Please filter the entries and return only the lines that include "ImprovementTrend".

--- START ---

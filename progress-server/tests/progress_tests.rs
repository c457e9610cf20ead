//! Lesson progress rows, exercises and analytics against the in-memory store.

mod common;

use chrono::Duration;

use common::*;
use progress_core::analytics::ImprovementTrend;
use progress_core::sections::SectionAttempt;
use progress_core::{ItemProgress, LessonStatus, LessonType};
use progress_server::services::progress::ExerciseAnswer;
use progress_server::storage::repository::ItemKind;
use progress_server::ServiceError;

fn attempt(section_id: &str, completed: bool, score: u8) -> SectionAttempt {
    SectionAttempt {
        section_id: section_id.into(),
        completed,
        score,
        time_spent: 60,
    }
}

// ============================================================================
// Progress rows
// ============================================================================

#[tokio::test]
async fn test_start_lesson_is_idempotent() {
    let env = setup().await;
    let progress = &env.services.progress;

    let first = progress.start_lesson(USER, 1).await.unwrap();
    assert_eq!(first.status, LessonStatus::InProgress);
    assert_eq!(first.attempts, 1);

    env.clock.advance(Duration::minutes(5));
    let second = progress.start_lesson(USER, 1).await.unwrap();
    assert_eq!(second, first);
}

#[tokio::test]
async fn test_start_unknown_lesson_is_not_found() {
    let env = setup().await;
    let err = env.services.progress.start_lesson(USER, 999).await.unwrap_err();
    assert!(matches!(err, ServiceError::NotFound(_)));
}

#[tokio::test]
async fn test_sections_upsert_by_id() {
    let env = setup().await;
    let progress = &env.services.progress;

    progress
        .record_section_progress(USER, 1, &attempt("vocab", false, 40))
        .await
        .unwrap();
    progress
        .record_section_progress(USER, 1, &attempt("vocab", true, 90))
        .await
        .unwrap();
    let row = progress
        .record_section_progress(USER, 1, &attempt("dialogue", false, 0))
        .await
        .unwrap();

    assert_eq!(row.section_progress.len(), 2);
    let vocab = row
        .section_progress
        .iter()
        .find(|s| s.section_id == "vocab")
        .unwrap();
    assert_eq!(vocab.attempts, 2);
    assert_eq!(vocab.score, 90);
    assert!(vocab.completed);
    assert_eq!(row.time_spent, 180);

    let stored = env.storage.progress.get(USER, 1).await.unwrap().unwrap();
    assert_eq!(stored, row);
}

#[tokio::test]
async fn test_section_score_out_of_range_rejected() {
    let env = setup().await;
    let err = env
        .services
        .progress
        .record_section_progress(USER, 1, &attempt("vocab", true, 140))
        .await
        .unwrap_err();
    assert!(matches!(err, ServiceError::InvalidInput(_)));
}

#[tokio::test]
async fn test_correct_exercise_awards_question_points() {
    let env = setup().await;
    let progress = &env.services.progress;

    let correct = progress
        .complete_exercise(
            USER,
            1,
            &ExerciseAnswer {
                section_id: "q1".into(),
                correct: true,
                score: 100,
                time_spent: 20,
                accuracy: Some(80.0),
            },
        )
        .await
        .unwrap();
    // 10 + (80 - 70) * 0.5
    assert_eq!(correct.points_earned, 15);

    let wrong = progress
        .complete_exercise(
            USER,
            1,
            &ExerciseAnswer {
                section_id: "q2".into(),
                correct: false,
                score: 0,
                time_spent: 20,
                accuracy: None,
            },
        )
        .await
        .unwrap();
    assert_eq!(wrong.points_earned, 0);
    assert_eq!(wrong.progress.section_progress.len(), 2);
    assert_eq!(profile_points(&env).await, 15);
}

// ============================================================================
// Analytics
// ============================================================================

#[tokio::test]
async fn test_analytics_for_new_learner_is_all_zero() {
    let env = setup().await;
    let analytics = env.services.progress.compute_analytics(USER).await.unwrap();

    assert_eq!(analytics.total_lessons_completed, 0);
    assert_eq!(analytics.average_score, 0.0);
    assert_eq!(analytics.points_this_month, 0);
    assert_eq!(analytics.learning_velocity, 0.0);
    assert_eq!(analytics.consistency_score, 0.0);
    assert_eq!(analytics.vocabulary.mastery_percentage, 0.0);
    assert_eq!(analytics.performance_by_type.len(), LessonType::ALL.len());
    assert!(analytics
        .performance_by_type
        .values()
        .all(|m| m.improvement_trend == ImprovementTrend::Stable && m.attempted == 0));
}

#[tokio::test]
async fn test_analytics_reflect_completed_lessons() {
    let env = setup().await;
    let lessons = &env.services.lessons;

    // Two beginner lessons today, one intermediate tomorrow
    lessons.complete_lesson(USER, 1, 100, 600).await.unwrap();
    lessons.complete_lesson(USER, 2, 80, 300).await.unwrap();
    env.clock.advance(Duration::days(1));
    lessons.complete_lesson(USER, 10, 60, 900).await.unwrap();

    let analytics = env.services.progress.compute_analytics(USER).await.unwrap();
    assert_eq!(analytics.total_lessons_completed, 3);
    assert_eq!(analytics.total_time_minutes, 30);
    assert!((analytics.average_score - 80.0).abs() < 1e-9);
    assert_eq!(analytics.lessons_today, 1);
    assert_eq!(analytics.lessons_this_week, 3);
    assert!((analytics.difficulty_scores.beginner - 90.0).abs() < 1e-9);
    assert!((analytics.difficulty_scores.intermediate - 60.0).abs() < 1e-9);
    assert_eq!(analytics.difficulty_scores.advanced, 0.0);
    assert!((analytics.learning_velocity - 3.0 / 7.0).abs() < 1e-9);
    assert_eq!(analytics.consistency_score, 100.0);

    let grammar = &analytics.performance_by_type[&LessonType::Grammar];
    assert_eq!(grammar.completed, 2);
    assert_eq!(grammar.completion_rate, 100.0);

    let ledger_total: u64 = analytics.points_by_type.values().sum();
    assert_eq!(ledger_total, analytics.points_this_week);
}

#[tokio::test]
async fn test_analytics_mastery_breakdown() {
    let env = setup().await;
    let now = start_time();
    let item = |item_id: i64, mastery_level: u8, difficulty_rating: u8, days_ago: i64| ItemProgress {
        user_id: USER,
        item_id,
        mastery_level,
        difficulty_rating,
        times_practiced: 3,
        last_practiced: Some(now - Duration::days(days_ago)),
    };
    for row in [item(1, 5, 0, 0), item(2, 2, 4, 3), item(3, 0, 1, 20), item(4, 4, 0, 1)] {
        env.storage.items.upsert(ItemKind::Vocabulary, &row).await.unwrap();
    }

    let analytics = env.services.progress.compute_analytics(USER).await.unwrap();
    let vocab = analytics.vocabulary;
    assert_eq!(vocab.total_items, 4);
    assert_eq!(vocab.mastered, 2);
    assert_eq!(vocab.mastery_percentage, 50.0);
    assert_eq!(vocab.learning, 1);
    assert_eq!(vocab.difficult, 1);
    assert_eq!(vocab.practiced_today, 1);
    assert_eq!(vocab.practiced_this_week, 3);
    assert_eq!(analytics.grammar.total_items, 0);
}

--- END ---

Reply to the exercise —
use progress_core::analytics::ImprovementTrend;
        .all(|m| m.improvement_trend == ImprovementTrend::Stable && m.attempted == 0));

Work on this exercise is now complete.